YOUR OBJECTIVE> Search the listing below for the string "NotAuthenticated", then copy every line it appears in.

THE INPUT>

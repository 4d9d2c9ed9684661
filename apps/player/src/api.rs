//! REST client for lessons and lesson completion.

use async_trait::async_trait;
use lesson_core::types::RawLesson;
use lesson_core::{parser, Lesson};
use reqwest::{Client, RequestBuilder, Response, StatusCode};
use serde::{Deserialize, Serialize};

use crate::adapters::{CompletionError, CompletionSink, LessonSource, SourceError};

/// API errors.
#[derive(Debug, thiserror::Error)]
pub enum ApiError {
    #[error("Network error: {0}")]
    Network(String),

    #[error("Backend error: {status} - {message}")]
    Backend { status: u16, message: String },

    #[error("Not authenticated - please log in again")]
    NotAuthenticated,

    #[error("Parse error: {0}")]
    Parse(String),
}

#[derive(Debug, Serialize)]
struct CompleteLessonRequest {
    xp_earned: u32,
}

/// Body returned by `POST lessons/{id}/complete/`.
#[derive(Debug, Clone, Deserialize)]
pub struct CompleteLessonResponse {
    pub status: String,
    #[serde(default)]
    pub error: Option<String>,
}

#[derive(Debug, Deserialize)]
struct ErrorBody {
    #[serde(default)]
    error: Option<String>,
    #[serde(default)]
    detail: Option<String>,
}

/// HTTP client for the lesson API.
#[derive(Clone)]
pub struct ApiClient {
    client: Client,
    base_url: String,
    token: Option<String>,
}

impl ApiClient {
    /// Create a new client. `base_url` is the API root, e.g. `http://localhost:8000/api/`.
    pub fn new(base_url: &str, token: Option<String>) -> Self {
        Self {
            client: Client::new(),
            base_url: base_url.trim_end_matches('/').to_string(),
            token: token.filter(|t| !t.is_empty()),
        }
    }

    pub fn base_url(&self) -> &str {
        &self.base_url
    }

    fn url(&self, path: &str) -> String {
        format!("{}/{}", self.base_url, path)
    }

    fn authorized(&self, builder: RequestBuilder) -> RequestBuilder {
        match &self.token {
            Some(token) => {
                builder.header(reqwest::header::AUTHORIZATION, format!("Token {}", token))
            }
            None => builder,
        }
    }

    /// Fetch the unvalidated lesson payload.
    pub async fn get_lesson(&self, lesson_id: i64) -> Result<RawLesson, ApiError> {
        let url = self.url(&format!("lessons/{}/", lesson_id));
        tracing::debug!("GET {}", url);

        let resp = self
            .authorized(self.client.get(&url))
            .send()
            .await
            .map_err(|e| ApiError::Network(e.to_string()))?;

        check(resp)
            .await?
            .json()
            .await
            .map_err(|e| ApiError::Parse(e.to_string()))
    }

    /// Report a finished lesson with the experience earned.
    pub async fn complete_lesson(
        &self,
        lesson_id: i64,
        experience: u32,
    ) -> Result<CompleteLessonResponse, ApiError> {
        let url = self.url(&format!("lessons/{}/complete/", lesson_id));
        tracing::debug!("POST {} xp_earned={}", url, experience);

        let resp = self
            .authorized(self.client.post(&url))
            .json(&CompleteLessonRequest {
                xp_earned: experience,
            })
            .send()
            .await
            .map_err(|e| ApiError::Network(e.to_string()))?;

        check(resp)
            .await?
            .json()
            .await
            .map_err(|e| ApiError::Parse(e.to_string()))
    }
}

/// Turn non-2xx responses into errors, keeping the backend's message when it sent one.
async fn check(resp: Response) -> Result<Response, ApiError> {
    let status = resp.status();
    if status == StatusCode::UNAUTHORIZED {
        return Err(ApiError::NotAuthenticated);
    }
    if status.is_success() {
        return Ok(resp);
    }

    let text = resp.text().await.unwrap_or_default();
    let message = serde_json::from_str::<ErrorBody>(&text)
        .ok()
        .and_then(|body| body.error.or(body.detail))
        .unwrap_or(text);

    Err(ApiError::Backend {
        status: status.as_u16(),
        message,
    })
}

#[async_trait]
impl LessonSource for ApiClient {
    async fn fetch_lesson(&self, lesson_id: i64) -> Result<Lesson, SourceError> {
        let raw = self.get_lesson(lesson_id).await?;
        Ok(parser::from_raw(raw)?)
    }
}

#[async_trait]
impl CompletionSink for ApiClient {
    async fn complete(&self, lesson_id: i64, experience: u32) -> Result<(), CompletionError> {
        let response = self.complete_lesson(lesson_id, experience).await?;
        if response.status == "success" {
            Ok(())
        } else {
            Err(CompletionError::Rejected(
                response
                    .error
                    .unwrap_or_else(|| "Lesson completion failed".to_string()),
            ))
        }
    }
}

OUTPUT BELOW>
    NotAuthenticated,
        return Err(ApiError::NotAuthenticated);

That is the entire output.